**Exercise instructions**: Give back, word for word, the line that contains "let args = Args::parse();" and every line that follows it in the data below.

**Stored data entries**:

..............................

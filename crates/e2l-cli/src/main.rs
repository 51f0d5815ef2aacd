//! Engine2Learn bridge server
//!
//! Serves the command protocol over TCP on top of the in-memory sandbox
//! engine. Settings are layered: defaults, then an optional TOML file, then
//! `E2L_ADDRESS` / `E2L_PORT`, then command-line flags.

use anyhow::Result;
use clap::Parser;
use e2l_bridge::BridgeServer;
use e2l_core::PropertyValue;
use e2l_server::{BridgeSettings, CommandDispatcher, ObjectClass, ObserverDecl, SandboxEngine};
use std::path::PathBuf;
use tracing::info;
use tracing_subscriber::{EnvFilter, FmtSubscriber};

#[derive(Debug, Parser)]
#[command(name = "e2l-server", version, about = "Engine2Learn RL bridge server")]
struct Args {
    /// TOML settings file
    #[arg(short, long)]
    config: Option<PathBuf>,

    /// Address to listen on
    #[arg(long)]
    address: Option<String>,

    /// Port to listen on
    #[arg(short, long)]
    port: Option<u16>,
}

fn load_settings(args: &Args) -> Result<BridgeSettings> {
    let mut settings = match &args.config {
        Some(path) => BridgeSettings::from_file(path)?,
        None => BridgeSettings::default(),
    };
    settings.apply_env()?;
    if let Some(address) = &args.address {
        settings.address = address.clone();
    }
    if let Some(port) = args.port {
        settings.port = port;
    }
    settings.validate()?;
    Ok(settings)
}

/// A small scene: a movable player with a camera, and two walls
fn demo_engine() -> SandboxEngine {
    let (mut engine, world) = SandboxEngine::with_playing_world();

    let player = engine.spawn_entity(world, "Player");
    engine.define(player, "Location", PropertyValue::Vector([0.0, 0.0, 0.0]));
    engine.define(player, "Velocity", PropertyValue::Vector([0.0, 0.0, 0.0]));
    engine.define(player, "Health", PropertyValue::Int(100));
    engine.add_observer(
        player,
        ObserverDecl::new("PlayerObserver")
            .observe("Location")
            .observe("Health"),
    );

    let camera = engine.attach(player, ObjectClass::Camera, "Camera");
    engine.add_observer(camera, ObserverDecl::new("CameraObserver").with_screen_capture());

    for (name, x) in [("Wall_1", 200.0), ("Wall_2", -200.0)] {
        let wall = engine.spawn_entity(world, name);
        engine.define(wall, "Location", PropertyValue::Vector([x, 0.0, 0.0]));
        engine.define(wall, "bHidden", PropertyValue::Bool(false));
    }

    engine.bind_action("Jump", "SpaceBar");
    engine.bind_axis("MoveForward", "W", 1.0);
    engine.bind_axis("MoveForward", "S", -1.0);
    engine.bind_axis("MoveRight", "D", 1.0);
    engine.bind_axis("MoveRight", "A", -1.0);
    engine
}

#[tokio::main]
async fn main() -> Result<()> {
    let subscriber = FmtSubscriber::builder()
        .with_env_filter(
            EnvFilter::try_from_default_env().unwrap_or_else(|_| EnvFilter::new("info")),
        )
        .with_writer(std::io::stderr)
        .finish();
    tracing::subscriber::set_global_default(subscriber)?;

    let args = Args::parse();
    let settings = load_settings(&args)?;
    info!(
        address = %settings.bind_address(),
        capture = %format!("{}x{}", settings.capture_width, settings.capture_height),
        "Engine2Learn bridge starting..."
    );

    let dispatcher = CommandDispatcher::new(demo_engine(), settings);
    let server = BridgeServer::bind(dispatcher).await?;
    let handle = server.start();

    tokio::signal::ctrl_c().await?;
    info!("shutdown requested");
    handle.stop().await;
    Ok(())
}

..............................

**Answer box**:
    let args = Args::parse();
    let settings = load_settings(&args)?;
    info!(
        address = %settings.bind_address(),
        capture = %format!("{}x{}", settings.capture_width, settings.capture_height),
        "Engine2Learn bridge starting..."
    );

    let dispatcher = CommandDispatcher::new(demo_engine(), settings);
    let server = BridgeServer::bind(dispatcher).await?;
    let handle = server.start();

    tokio::signal::ctrl_c().await?;
    info!("shutdown requested");
    handle.stop().await;
    Ok(())
}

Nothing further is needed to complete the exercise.